Brytyjska policja: pobicie Polaka to przestępstwo ksenofobiczne

2016-09-12, 11:47

Brytyjska policja: pobicie Polaka to przestępstwo ksenofobiczne
Zdjęcie ilustracyjne. Foto: PAP/Tal Cohen

Traktujemy to jako przestępstwo ksenofobiczne - tak brytyjska policja mówi o ataku na Polaka w Leeds. Według brytyjskich mediów Polak przebywa w szpitalu. Jego życiu nic nie grozi.

Posłuchaj

Polski konsulat wysłał do policji w Leeds stanowczy list ws. pobicia Polaka. Relacja z Londynu Adama Dąbrowskiego (IAR)
+
Dodaj do playlisty

Polaka zaatakowała grupa 30 mężczyzn. Internetowe wydanie dziennika "Metro" przypomina, że do zdarzenia doszło w piątek, a więc tego samego dnia gdy premier Beata Szydło rozmawiała telefonicznie z premier Wielkiej Brytanii Theresą May, właśnie o serii incydentów skierowanych przeciwko naszym obywatelom.

Do zdarzenia doszło w zachodniej dzielnicy Leeds, Armley, na głównej ulicy Armley Town Street. Media na Wyspach piszą, że grupa młodych mężczyzn zaatakowała dwóch naszych rodaków. Napastnicy do nieprzytomności pobili jednego z Polaków. Mężczyzna trafił do szpitala z ranami głowy, jego stan był poważny. Drugiemu z zaatakowanych udało się uciec.

Źródło: TVP Info

Przyznanie przez policję z West Yorkshire , że traktuje to jako incydent ksenofobiczny, to formuła bardziej bezpośrednia niż w przypadku ataku w Harlow, gdzie ksenofobia uważana jest za jedną z teorii.

Rejon Leeds, w którym doszło do zdarzenia to "tolerancyjna i gościnna okolica. Te wiadomości mną wstrząsnęły" - powiedziała dziennikowi "Yorkshire Evening Post" jedna z miejscowych radnych.

Interweniują polskie służby dyplomatyczne

Jak dowiedziało się Polskie Radio, w sprawę zaangażował się polski konsulat, który wysłał do policji w Leeds stanowczy list ws. pobicia Polaka . Nasi przedstawiciele pytają w nim czy miejscowi Polacy mogą się tu czuć bezpiecznie. "List jest stanowczym żądaniem zapewnienia bezpieczeństwa polskiej społeczności w Leeds.

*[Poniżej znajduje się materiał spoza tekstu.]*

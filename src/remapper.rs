use log::debug;

use crate::segments::Segment;
use crate::subtitle_processor::{DialogueEntry, SubtitleTrack, TrackLine};
use crate::timecode;

// @module: Dialogue classification and track reassembly

/// Outcome of classifying one dialogue cue against the segment list.
#[derive(Debug, Clone, Copy, PartialEq, Eq)]
pub enum Decision {
    /// The cue survives the cut with these new times
    Keep {
        /// New start time in ms
        start_ms: i64,
        /// New end time in ms
        end_ms: i64,
    },
    /// The cue falls outside the re-edit and is discarded
    Drop,
}

/// Edge tolerances for the classification rules, in milliseconds.
#[derive(Debug, Clone, Copy, PartialEq, Eq)]
pub struct Tolerances {
    /// How far before a segment's source start a cue may begin and still
    /// attach to that segment
    pub lead_in_ms: i64,

    /// How far past the segment's source end an early-lead-in cue may run
    /// before it is discarded
    pub end_overrun_ms: i64,

    /// Width of the window at the segment's source end that triggers the
    /// late-tail check
    pub tail_window_ms: i64,

    /// How far past the source end a late-tail cue must run to be discarded
    pub tail_overrun_ms: i64,
}

impl Default for Tolerances {
    fn default() -> Self {
        Tolerances {
            lead_in_ms: 1000,
            end_overrun_ms: 200,
            tail_window_ms: 200,
            tail_overrun_ms: 2000,
        }
    }
}

/// Classify one cue against the segments in list order.
///
/// The first segment for which any rule matches decides the outcome and the
/// scan stops there, even when a later segment would also match. List order
/// is priority; there is no notion of a best match.
pub fn classify(start_ms: i64, end_ms: i64, segments: &[Segment], tol: &Tolerances) -> Decision {
    for segment in segments {
        let delta = segment.delta();

        // Cue starts inside the segment's source span
        if segment.source_start <= start_ms && start_ms < segment.source_end {
            return Decision::Keep {
                start_ms: start_ms + delta,
                end_ms: end_ms + delta,
            };
        }

        // Cue starts shortly before the source span
        if segment.source_start - tol.lead_in_ms <= start_ms && start_ms < segment.source_start {
            if end_ms - segment.source_end > tol.end_overrun_ms {
                return Decision::Drop;
            }
            return Decision::Keep {
                start_ms: start_ms + delta,
                end_ms: end_ms + delta,
            };
        }

        // Cue starts in the final window of the source span but runs far past its end
        if segment.source_end - tol.tail_window_ms <= start_ms
            && start_ms < segment.source_end
            && end_ms >= segment.source_end + tol.tail_overrun_ms
        {
            return Decision::Drop;
        }

        // Cue starts just before the source span and ends inside it: kept at
        // its original times, no shift applied
        if start_ms < segment.source_start
            && segment.source_start - start_ms < tol.lead_in_ms
            && end_ms <= segment.source_end
        {
            return Decision::Keep { start_ms, end_ms };
        }
    }

    Decision::Drop
}

/// Retime a track against a segment list.
///
/// Dialogue cues are classified one by one; dropped cues vanish and the
/// track compresses around them. Survivors are then stably sorted by their
/// new start time at centisecond resolution (the resolution the serialized
/// times carry, so ties keep original relative order) and scattered back
/// into the dialogue slots that remain, in rank order. Pass-through lines
/// never move.
pub fn retime_track(track: &SubtitleTrack, segments: &[Segment], tol: &Tolerances) -> SubtitleTrack {
    let mut lines: Vec<TrackLine> = Vec::with_capacity(track.lines.len());
    let mut dropped = 0usize;

    for line in &track.lines {
        match line {
            TrackLine::Dialogue(entry) => {
                match classify(entry.start_ms, entry.end_ms, segments, tol) {
                    Decision::Keep { start_ms, end_ms } => {
                        lines.push(TrackLine::Dialogue(entry.with_times(start_ms, end_ms)));
                    }
                    Decision::Drop => dropped += 1,
                }
            }
            TrackLine::PassThrough(raw) => lines.push(TrackLine::PassThrough(raw.clone())),
        }
    }

    // Slots are the dialogue positions left after the drops, so slot count
    // and survivor count are equal by construction.
    let mut survivors: Vec<DialogueEntry> = lines
        .iter()
        .filter_map(|line| match line {
            TrackLine::Dialogue(entry) => Some(entry.clone()),
            TrackLine::PassThrough(_) => None,
        })
        .collect();
    survivors.sort_by_key(|entry| timecode::round_to_centis(entry.start_ms));

    let mut sorted = survivors.into_iter();
    for line in lines.iter_mut() {
        if let TrackLine::Dialogue(slot) = line {
            if let Some(next) = sorted.next() {
                *slot = next;
            }
        }
    }

    debug!(
        "Retimed {:?}: {} kept, {} dropped",
        track.source_file,
        lines
            .iter()
            .filter(|line| matches!(line, TrackLine::Dialogue(_)))
            .count(),
        dropped
    );

    SubtitleTrack {
        source_file: track.source_file.clone(),
        lines,
    }
}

To już trzeci taki incydent w ostatnich tygodniach. Chcielibyśmy poznać precyzyjny plan policji. Przekonać się, jak zamierza zapewnić bezpieczeństwo polskiej społeczności. - powiedział Polskiemu Radiu konsul generalny w Manchesterze, Łukasz Lutostański.

Ataki na Polaków na Wyspach. "Sytuacja jest poważna"

To osiemnasty poważny incydent na tle prawdopodobnej nienawiści narodowościowej wymierzony w polską społeczność od czerwcowego referendum ws. wyjścia Wielkiej Brytanii z Unii Europejskiej.

W ostatnim czasie doszło do poważnych ataków na obywateli Polski przebywających w Wielkiej Brytanii. Pod koniec sierpnia mężczyzna polskiego pochodzenia Arkadiusz J. został pobity na placu The Stow w miejscowości Harlow, w południowo-wschodniej Anglii. 40-latek zmarł w szpitalu, w wyniku odniesionych obrażeń głowy.

Do drugiego ataku na Polaków w ciągu tygodnia doszło zaledwie kilkanaście godzin po tym, jak ulicami Harlow przeszedł liczący ponad 700 uczestników marsz milczenia, upamiętniający śmierć Polaka. Śledczy prowadzący obie sprawy biorą pod uwagę, że sprawcy mogli być motywowani nienawiścią na tle narodowościowym.